# Cross Correlation
- Cross correlation measures **“how strongly two EEG channels look like the same waveform, allowing for a small time shift”**
- Below is a sample function for cross correlation

In [None]:
import numpy as np

def feat_xcor(x: np.ndarray, max_lag_s: float, fs: float, pairs: list[tuple[int,int]] | None = None) -> np.ndarray:
    """
    XCOR block:
    For selected channel pairs, compute normalized cross-correlation peak within +/- max_lag.
    """
    # Get shape
    n_ch, n = x.shape
    # Get max lag in samples
    max_lag = int(max_lag_s * fs)

    if pairs is None:
        # default: a small set of pairs to limit feature size (first 6 channels)
        m = min(n_ch, 6)
        pairs = [(i, j) for i in range(m) for j in range(i+1, m)]
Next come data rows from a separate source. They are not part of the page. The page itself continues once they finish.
use crate::backup::RetentionPolicy;
use crate::error::ConfigError;
use crate::server::{BackoffPolicy, MonitorConfig, RestartPolicy};
use serde::{Deserialize, Serialize};
use std::path::{Path, PathBuf};

/// Settings that govern the manager itself rather than the game server.
///
/// Counts and frequencies are kept signed so that a negative value in the
/// file is reported by validation with the field name instead of failing
/// deserialization.
#[derive(Debug, Clone, Serialize, Deserialize)]
#[serde(rename_all = "camelCase")]
pub struct ManagerConfig {
    /// Minutes between two backup cycles.
    pub backup_frequency: i64,

    /// Number of backups kept per world.
    pub backup_retention: i64,

    /// Ask the port mapper to forward the game ports before launch.
    #[serde(default)]
    pub auto_open_ports: bool,

    /// Restart the server when it exits unexpectedly.
    #[serde(default)]
    pub auto_restart_server: bool,

    /// Directory the dedicated server is installed into.
    pub server_location: PathBuf,

    /// Where this configuration file lives, if it was generated by setup.
    #[serde(default, skip_serializing_if = "Option::is_none")]
    pub config_location: Option<PathBuf>,

    /// Where archives are written. Defaults to `<serverLocation>/backups`.
    #[serde(default, skip_serializing_if = "Option::is_none")]
    pub backup_location: Option<PathBuf>,

    /// Upper bound on consecutive automatic restarts. Unbounded when absent.
    #[serde(default, skip_serializing_if = "Option::is_none")]
    pub max_restarts: Option<u32>,
}

/// Settings passed to the dedicated server on its command line.
#[derive(Debug, Clone, Serialize, Deserialize)]
#[serde(rename_all = "camelCase")]
pub struct LauncherConfig {
    /// UDP port the server listens on. The next port is used for queries.
    pub port: i64,

    /// World (save) name.
    pub world: String,

    /// Name shown in the server browser.
    pub name: String,

    /// Join password.
    pub password: String,

    /// List the server in the public browser.
    #[serde(default = "default_public")]
    pub public: bool,
}

fn default_public() -> bool {
    true
}

/// Logging destination and verbosity.
#[derive(Debug, Clone, Default, Serialize, Deserialize)]
#[serde(rename_all = "camelCase")]
pub struct LoggingConfig {
    /// Directory for rolling log files. Logs only go to stderr when absent.
    #[serde(default, skip_serializing_if = "Option::is_none")]
    pub file_path: Option<PathBuf>,

    /// Default filter directive, overridden by `RUST_LOG`.
    #[serde(default = "default_level")]
    pub level: String,
}

fn default_level() -> String {
    "info".to_string()
}

/// Main configuration for the Valheim Manager.
///
/// # JSON Schema
///
/// ```json
/// {
///   "manager": {
///     "backupFrequency": 30,
///     "backupRetention": 10,
///     "autoOpenPorts": false,
///     "autoRestartServer": true,
///     "serverLocation": "/srv/valheim/server"
///   },
///   "launcher": {
///     "port": 2456,
///     "world": "Midgard",
///     "name": "Vikings Only",
///     "password": "hunter22"
///   },
///   "logging": {
///     "filePath": "/srv/valheim/logs"
///   }
/// }
/// ```
///
/// # Examples
///
/// ```no_run
/// use valheim_manager::config::Config;
///
/// let config = Config::from_file("vmConfig.json").unwrap();
/// println!("World: {}", config.launcher.world);
/// ```
#[derive(Debug, Clone, Serialize, Deserialize)]
pub struct Config {
    pub manager: ManagerConfig,
    pub launcher: LauncherConfig,
    #[serde(default)]
    pub logging: LoggingConfig,
}

impl Config {
    /// Loads a configuration from a file path.
    ///
    /// # Errors
    ///
    /// Returns [`ConfigError::Parse`] if:
    /// * The file cannot be read
    /// * The file contents are not valid JSON
    /// * The JSON does not conform to the expected schema
    pub fn from_file(path: impl AsRef<Path>) -> Result<Self, ConfigError> {
        let path = path.as_ref();
        let content = std::fs::read_to_string(path).map_err(|e| {
            ConfigError::Parse(format!(
                "Failed to read config file {}: {}",
                path.display(),
                e
            ))
        })?;

        Self::parse_from_str(&content)
    }

    /// Parses a configuration from a JSON string.
    pub fn parse_from_str(content: &str) -> Result<Self, ConfigError> {
        serde_json::from_str(content)
            .map_err(|e| ConfigError::Parse(format!("Failed to parse JSON config: {}", e)))
    }

    /// Writes the configuration as pretty-printed JSON.
    pub fn save(&self, path: impl AsRef<Path>) -> std::io::Result<()> {
        let json = serde_json::to_string_pretty(self)?;
        std::fs::write(path, json)
    }

    /// Directory passed to the server with `-savedir`.
    pub fn save_dir(&self) -> PathBuf {
        self.manager.server_location.join("saves")
    }

    /// Directory holding the `.db`/`.fwl` files of every world.
    pub fn worlds_dir(&self) -> PathBuf {
        self.save_dir().join("worlds_local")
    }

    /// Directory that receives backup archives.
    pub fn backup_dir(&self) -> PathBuf {
        self.manager
            .backup_location
            .clone()
            .unwrap_or_else(|| self.manager.server_location.join("backups"))
    }

    /// Retention policy for the configured world.
    ///
    /// Call after [`validate_config`](crate::config::validate_config); negative
    /// values are clamped to zero here.
    pub fn retention_policy(&self) -> RetentionPolicy {
        RetentionPolicy {
            interval_minutes: self.manager.backup_frequency.max(0) as u64,
            retention: self.manager.backup_retention.max(0) as usize,
            world: self.launcher.world.clone(),
            source_dir: self.worlds_dir(),
            destination_dir: self.backup_dir(),
        }
    }

    /// Supervisor settings derived from the manager section.
    pub fn monitor_config(&self) -> MonitorConfig {
        MonitorConfig {
            auto_restart: self.manager.auto_restart_server,
            restart: RestartPolicy {
                max_restarts: self.manager.max_restarts,
                backoff: BackoffPolicy::default(),
                ..RestartPolicy::default()
            },
            ..MonitorConfig::default()
        }
    }
}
    # Cross-correlation proper
    feats = []
    for i, j in pairs:
        xi = x[i] - x[i].mean()
        xj = x[j] - x[j].mean()

        denom = (np.linalg.norm(xi) * np.linalg.norm(xj) + 1e-12)
        # full correlation via FFT is faster, but direct is fine for small windows
        corr = np.correlate(xi, xj, mode="full") / denom
        mid = len(corr) // 2
        lo = max(0, mid - max_lag)
        hi = min(len(corr), mid + max_lag + 1)
        peak = np.max(np.abs(corr[lo:hi]))
        feats.append(peak)

    return np.array(feats, dtype=np.float32)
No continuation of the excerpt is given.